Hey there Dick Watchers, and welcome to your weekly fix of whale love. All aboard, plz!
Guys, let’s talk about whale sharks for a minute. You know, the gentle giants of the deep? Yes, those big buddies. Well, they really like the Ningaloo Reef, but unfortunately Shell is developing the Prelude liquefied natural gas venture and explore for oil and gas in the Exmouth basin off the WA north-west coast on Monday. This put pretty much puts our big buddies in the line of fire if anything goes wrong. Shell dispelled the notion that a spill would put whale sharks at risk. No, it’s cool: it’ll just kill all the sea turtles.
Just like thousands of frat boys and sorority girls, whale sharks also love flocking to Mexico every year to drink margaritas and contract venereal diseases. Whale sharks don’t follow the rules, either; they keep showing up in droves in areas outside of the sanctuary the Mexican government set up for them. From this awesome WashPo article: “Hundreds of whale sharks appear off the Yucatan barrier island of Holbox each summer to feast in a large swath of ocean turned pea green by a massive plankton bloom. But the Holbox sharks are spread over dozens and even hundreds of square miles in often murky waters.

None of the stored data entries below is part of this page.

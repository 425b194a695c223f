//! Role-specific dashboard figures computed from bookings.
//!
//! Calendar windows are evaluated in UTC and weeks start on Monday.

use std::collections::BTreeMap;

use chrono::{DateTime, Datelike, Duration, NaiveTime, TimeZone, Utc};

use super::{Booking, BookingStatus, MentorRating, Role};

/// Number of upcoming sessions shown on a dashboard.
pub const UPCOMING_LIMIT: usize = 5;

/// Start of the Monday-based week containing `now`.
#[must_use]
pub fn week_start(now: DateTime<Utc>) -> DateTime<Utc> {
    let date = now.date_naive() - Duration::days(i64::from(now.weekday().num_days_from_monday()));
    Utc.from_utc_datetime(&date.and_time(NaiveTime::MIN))
}

/// Start of the calendar month containing `now`.
#[must_use]
pub fn month_start(now: DateTime<Utc>) -> DateTime<Utc> {
    let date = now.date_naive().with_day(1).unwrap_or_else(|| now.date_naive());
    Utc.from_utc_datetime(&date.and_time(NaiveTime::MIN))
}

/// Confirmed sessions still ahead, soonest first, capped at
/// [`UPCOMING_LIMIT`].
#[must_use]
pub fn upcoming<'a>(bookings: &'a [Booking], now: DateTime<Utc>) -> Vec<&'a Booking> {
    let mut upcoming: Vec<&Booking> = bookings
        .iter()
        .filter(|b| b.status == BookingStatus::Confirmed && b.start_utc > now)
        .collect();
    upcoming.sort_by_key(|b| b.start_utc);
    upcoming.truncate(UPCOMING_LIMIT);
    upcoming
}

fn count(bookings: &[Booking], status: BookingStatus) -> u64 {
    bookings.iter().filter(|b| b.status == status).count() as u64
}

fn held_since(bookings: &[Booking], since: DateTime<Utc>, now: DateTime<Utc>) -> u64 {
    bookings
        .iter()
        .filter(|b| {
            matches!(b.status, BookingStatus::Confirmed | BookingStatus::Completed)
                && b.start_utc >= since
                && b.start_utc <= now
        })
        .count() as u64
}

fn completed_sum(bookings: &[Booking], value: impl Fn(&Booking) -> i64) -> i64 {
    bookings
        .iter()
        .filter(|b| b.status == BookingStatus::Completed)
        .map(value)
        .sum()
}

/// Figures shown to a mentor.
#[derive(Debug, Clone, PartialEq)]
pub struct MentorDashboard {
    pub pending_requests: u64,
    pub upcoming_sessions: Vec<Booking>,
    pub completed_sessions: u64,
    pub sessions_this_week: u64,
    pub sessions_this_month: u64,
    pub total_earnings_cents: i64,
    pub average_rating: f64,
    pub total_reviews: u32,
}

impl MentorDashboard {
    /// Summarise the mentor's bookings and rating.
    #[must_use]
    pub fn compute(bookings: &[Booking], rating: &MentorRating, now: DateTime<Utc>) -> Self {
        Self {
            pending_requests: count(bookings, BookingStatus::Pending),
            upcoming_sessions: upcoming(bookings, now).into_iter().cloned().collect(),
            completed_sessions: count(bookings, BookingStatus::Completed),
            sessions_this_week: held_since(bookings, week_start(now), now),
            sessions_this_month: held_since(bookings, month_start(now), now),
            total_earnings_cents: completed_sum(bookings, |b| b.price_cents),
            average_rating: rating.average_rating,
            total_reviews: rating.total_reviews,
        }
    }
}

/// Figures shown to a learner.
#[derive(Debug, Clone, PartialEq, Eq)]
pub struct LearnerDashboard {
    pub upcoming_sessions: Vec<Booking>,
    pub pending_requests: u64,
    pub completed_sessions: u64,
    pub total_spent_cents: i64,
    /// Completed hours with one decimal place, e.g. `"2.5"`.
    pub hours_learned: String,
    pub badges: u64,
}

impl LearnerDashboard {
    #[must_use]
    pub fn compute(bookings: &[Booking], badges: u64, now: DateTime<Utc>) -> Self {
        let minutes = completed_sum(bookings, Booking::duration_minutes);
        Self {
            upcoming_sessions: upcoming(bookings, now).into_iter().cloned().collect(),
            pending_requests: count(bookings, BookingStatus::Pending),
            completed_sessions: count(bookings, BookingStatus::Completed),
            total_spent_cents: completed_sum(bookings, |b| b.price_cents),
            hours_learned: format_hours(minutes),
            badges,
        }
    }
}

/// Render minutes as hours with one decimal place, rounding half up.
///
/// # Examples
/// ```
/// use mentorship::domain::format_hours;
///
/// assert_eq!(format_hours(90), "1.5");
/// assert_eq!(format_hours(0), "0.0");
/// assert_eq!(format_hours(100), "1.7");
/// ```
#[must_use]
pub fn format_hours(minutes: i64) -> String {
    let tenths = (minutes.max(0) * 10 + 30).div_euclid(60);
    format!("{}.{}", tenths.div_euclid(10), tenths.rem_euclid(10))
}

/// Platform-wide counts shown to administrators.
#[derive(Debug, Clone, Default, PartialEq, Eq)]
pub struct AdminDashboard {
    pub users_by_role: BTreeMap<String, u64>,
    pub bookings_by_status: BTreeMap<String, u64>,
}

impl AdminDashboard {
    #[must_use]
    pub fn compute(role_counts: &[(Role, u64)], bookings: &[Booking]) -> Self {
        let mut users_by_role: BTreeMap<String, u64> = [Role::Learner, Role::Mentor, Role::Admin]
            .into_iter()
            .map(|role| (role.as_str().to_owned(), 0))
            .collect();
        for (role, n) in role_counts {
            *users_by_role.entry(role.as_str().to_owned()).or_default() += n;
        }
        Self {
            users_by_role,
            bookings_by_status: status_counts(bookings),
        }
    }
}

/// Count bookings per status, including zero entries.
#[must_use]
pub fn status_counts(bookings: &[Booking]) -> BTreeMap<String, u64> {
    BookingStatus::ALL
        .into_iter()
        .map(|status| (status.as_str().to_owned(), count(bookings, status)))
        .collect()
}

/// Dashboard for the caller's role.
#[derive(Debug, Clone, PartialEq)]
pub enum Dashboard {
    Mentor(MentorDashboard),
    Learner(LearnerDashboard),
    Admin(AdminDashboard),
}
//! Conversion of driven-port failures into domain errors.
//!
//! Connection failures become `service_unavailable`, query failures
//! `internal`; port-specific conflicts become `conflict`. Services that need a
//! more specific message match on the port error before converting.

use tracing::debug;

use super::Error;
use super::ports::{
    AiResponseRepositoryError, AuthSessionRepositoryError, AvailabilityRepositoryError,
    BadgeRepositoryError, BookingRepositoryError, ChatRepositoryError,
    NotificationRepositoryError, ReviewRepositoryError, SkillRepositoryError,
    TwoFactorRepositoryError, UserRepositoryError, WebhookEventRepositoryError,
};

fn unavailable(port: &'static str, message: &str) -> Error {
    debug!(port, %message, "repository connection failed");
    Error::service_unavailable(format!("{port} unavailable"))
}

fn failed(port: &'static str, message: &str) -> Error {
    debug!(port, %message, "repository query failed");
    Error::internal(format!("{port} error: {message}"))
}

macro_rules! connection_and_query {
    ($ty:ident, $port:literal $(, $variant:ident $({ $($field:ident),* })? => $map:expr)* $(,)?) => {
        impl From<$ty> for Error {
            fn from(err: $ty) -> Self {
                match err {
                    $ty::Connection { message } => unavailable($port, &message),
                    $ty::Query { message } => failed($port, &message),
                    $($ty::$variant $({ $($field),* })? => $map,)*
                }
            }
        }
    };
}

connection_and_query!(
    UserRepositoryError,
    "user repository",
    DuplicateEmail => Error::conflict("email address is already registered"),
);
connection_and_query!(AuthSessionRepositoryError, "token store");
connection_and_query!(TwoFactorRepositoryError, "two-factor store");
connection_and_query!(
    SkillRepositoryError,
    "skill repository",
    DuplicateName { name } => Error::conflict(format!("skill `{name}` already exists")),
);
connection_and_query!(
    AvailabilityRepositoryError,
    "availability repository",
    Overlap => Error::conflict("slot overlaps an existing slot"),
);
connection_and_query!(
    BookingRepositoryError,
    "booking repository",
    Overlap => Error::conflict("mentor already has a booking in this time range"),
);
connection_and_query!(
    ReviewRepositoryError,
    "review repository",
    DuplicateReview => Error::conflict("booking has already been reviewed"),
    DuplicateVote => Error::conflict("review already marked helpful"),
);
connection_and_query!(ChatRepositoryError, "chat repository");
connection_and_query!(NotificationRepositoryError, "notification repository");
connection_and_query!(BadgeRepositoryError, "badge repository");
connection_and_query!(AiResponseRepositoryError, "AI response log");
connection_and_query!(WebhookEventRepositoryError, "webhook log");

The afuera is extraordinarily different. Here the giant sharks are concentrated in clear water in an area that can be as large as a few square miles or as small as a football field. Visibility in the blue water is often 100 feet. During the afuera, the huge sharks swarm at the surface, their massive mouths agape, vacuuming up a feast of tiny fish eggs in a chaotic, slow-moving feeding frenzy.
“It’s easily the most amazing biological phenomenon I’ve ever seen,” said biologist Al Dove, senior scientist at the Georgia Aquarium in Atlanta. “Even as a scientist, it takes you back to an almost childlike state of wonder, a state of absolute awe.”
In the San Francisco Chronicle, there’s a review of a book about the Monterey Bay, one of my favorite places in the world. When I was in high school and on the Otter Bowl team (why yes, that IS Academic Decathlon for oceanography, marine biology and water chemistry! And we were California champs, so there), I remember we took a trip to the Monterey Bay Aquarium after the regional competition and it was the coolest place I’d ever seen, and where I picked up the inspiration for all the tattoos that now cover half my torso. Monterey Bay is known for its underwater kelp forest, in all its glory, not to mention little fuzzy otters that populate the bay.
This just in: 200 people aided in the rescue of 22 melon-headed whales. More importantly, there is such thing as a melon-headed whale. Who knew?
Lastly: Orson Whales! It’s a thing, and a sentence.